Quebec’s intention of blocking gambling websites rejected by court
Quebec has been planning on banning gaming websites run by international gambling operators for a while now. But it seems like the law hasn’t been in the province’s best interest, rejecting the government’s proposition as soon as it has reached court. The intention was to prevent users from accessing sites that were not run by the state gambling corporation, and thus decrease any competition Loto Québec might have been subjected to. The court has however ruled against it, claiming the intention was an unconstitutional one.
Court vs Government
It was in May of the year 2016 when Quebec implemented a law under consumerism protection, ordering local internet providers to block any competitive gambling website from international sources, under the claim that problematic gambling is increasing, and consumers are subjected to risks. The Canadian Wireless Telecommunications Association was the one to question the province’s actions, taking the case to court, claiming that Quebec doesn’t exactly possess jurisdiction to prohibit what internet providers are and aren’t able to provide consumers. CRTC’s communication act was clearly intended to prevent state carriers from interfering with the local telecommunications’ purpose or influence.

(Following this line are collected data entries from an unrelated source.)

//! Container encoding for the final audio.
//!
//! WAV framing always works: a 44-byte canonical header in front of the
//! raw PCM. MP3 is best-effort through a local ffmpeg; when ffmpeg is
//! missing or fails, the WAV bytes are returned instead so the caller
//! always gets a playable download.

use std::io::Cursor;
use std::process::Command;

use hound::{SampleFormat, WavSpec, WavWriter};

use crate::error::{Result, TtsStudioError};

/// MP3 bitrate handed to the encoder.
const MP3_BITRATE: &str = "128k";

/// Wrap raw 16-bit mono PCM into a WAV container.
///
/// The output is the canonical 44-byte header (PCM format 1, one channel,
/// 16 bits per sample) followed by the data, so its total size is always
/// `44 + pcm.len()`.
pub fn pcm_to_wav(pcm: &[u8], sample_rate: u32) -> Result<Vec<u8>> {
    let spec = WavSpec {
        channels: 1,
        sample_rate,
        bits_per_sample: 16,
        sample_format: SampleFormat::Int,
    };

    let mut cursor = Cursor::new(Vec::new());
    {
        let mut writer = WavWriter::new(&mut cursor, spec)?;
        for chunk in pcm.chunks_exact(2) {
            writer.write_sample(i16::from_le_bytes([chunk[0], chunk[1]]))?;
        }
        writer.finalize()?;
    }
    Ok(cursor.into_inner())
}

/// Encode raw PCM as MP3, falling back to the WAV container when no
/// encoder is available. Never fails because of a missing encoder.
pub fn pcm_to_mp3(pcm: &[u8], sample_rate: u32) -> Result<Vec<u8>> {
    match encode_mp3_with_ffmpeg(pcm, sample_rate) {
        Ok(bytes) => Ok(bytes),
        Err(e) => {
            log::warn!("MP3 encoding unavailable ({e}), falling back to WAV container");
            pcm_to_wav(pcm, sample_rate)
        }
    }
}

fn encode_mp3_with_ffmpeg(pcm: &[u8], sample_rate: u32) -> Result<Vec<u8>> {
    which::which("ffmpeg")
        .map_err(|_| TtsStudioError::AudioProcessing("ffmpeg not found in PATH".to_string()))?;

    let dir = tempfile::tempdir()?;
    let wav_path = dir.path().join("speech.wav");
    let mp3_path = dir.path().join("speech.mp3");

    std::fs::write(&wav_path, pcm_to_wav(pcm, sample_rate)?)?;

    let status = Command::new("ffmpeg")
        .arg("-y")
        .arg("-i")
        .arg(&wav_path)
        .arg("-codec:a")
        .arg("libmp3lame")
        .arg("-b:a")
        .arg(MP3_BITRATE)
        .arg(&mp3_path)
        .status()?;

    if !status.success() {
        return Err(TtsStudioError::AudioProcessing(format!(
            "ffmpeg exited with status {status}"
        )));
    }

    Ok(std::fs::read(&mp3_path)?)
}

Net neutrality has been put to risk since the local government has tried to control and censor what can be found online. The province’s intended change in the online gambling scene has however been altered by the July 18 ruling posted by the Superior Court in French, stating that the province’s decision to block any international gambling websites, stipulated in Quebec’s Bill 74, is not constitutional and should be terminated immediately.
Justice Pierre Nollet, the one who made the final court decision, claimed that Quebec’s goal was not to achieve consumerism protection, but to solely prevent international gaming domains from being set up in the province, and thus increasing the local gambling competition.
As claimed by the province’ finance minister, the Bill 74 could have actually brought to the table a 27 million dollars increase in the gains of Espacejeux, a gambling online platform that is owned provincially. While according to the minister’s press representative, the ruling is still being analyzed, and there are no further comments provided, it is still left to be seen if an appeal will be made by Quebec in the near future, or if the court’s decision will remain undiscussed.
The wireless association was however content with the court’s course of action, gaining the online freedom internet providers have the right to. The association added that the ruling is essential for regulatory certainty, maintaining the net neutrality of Quebec’s’ internet users have become used to and fostering potential investments in the province. The wireless association was not alone in the fight against Quebec’s’ online gambling restrictions, a wide range of consumers being against the bill, which clearly contravened the strong principle that all content should be treated in an equal manner at all times, in order for net neutrality to be fully respected. CRTC has continued to discuss this topic, saying bans will be made only in exceptional situations.
Over-blocked content remains, however a concern for many, so there are different opinions brought to the table. Consumers remain uncertain whether the ruling will be final or not.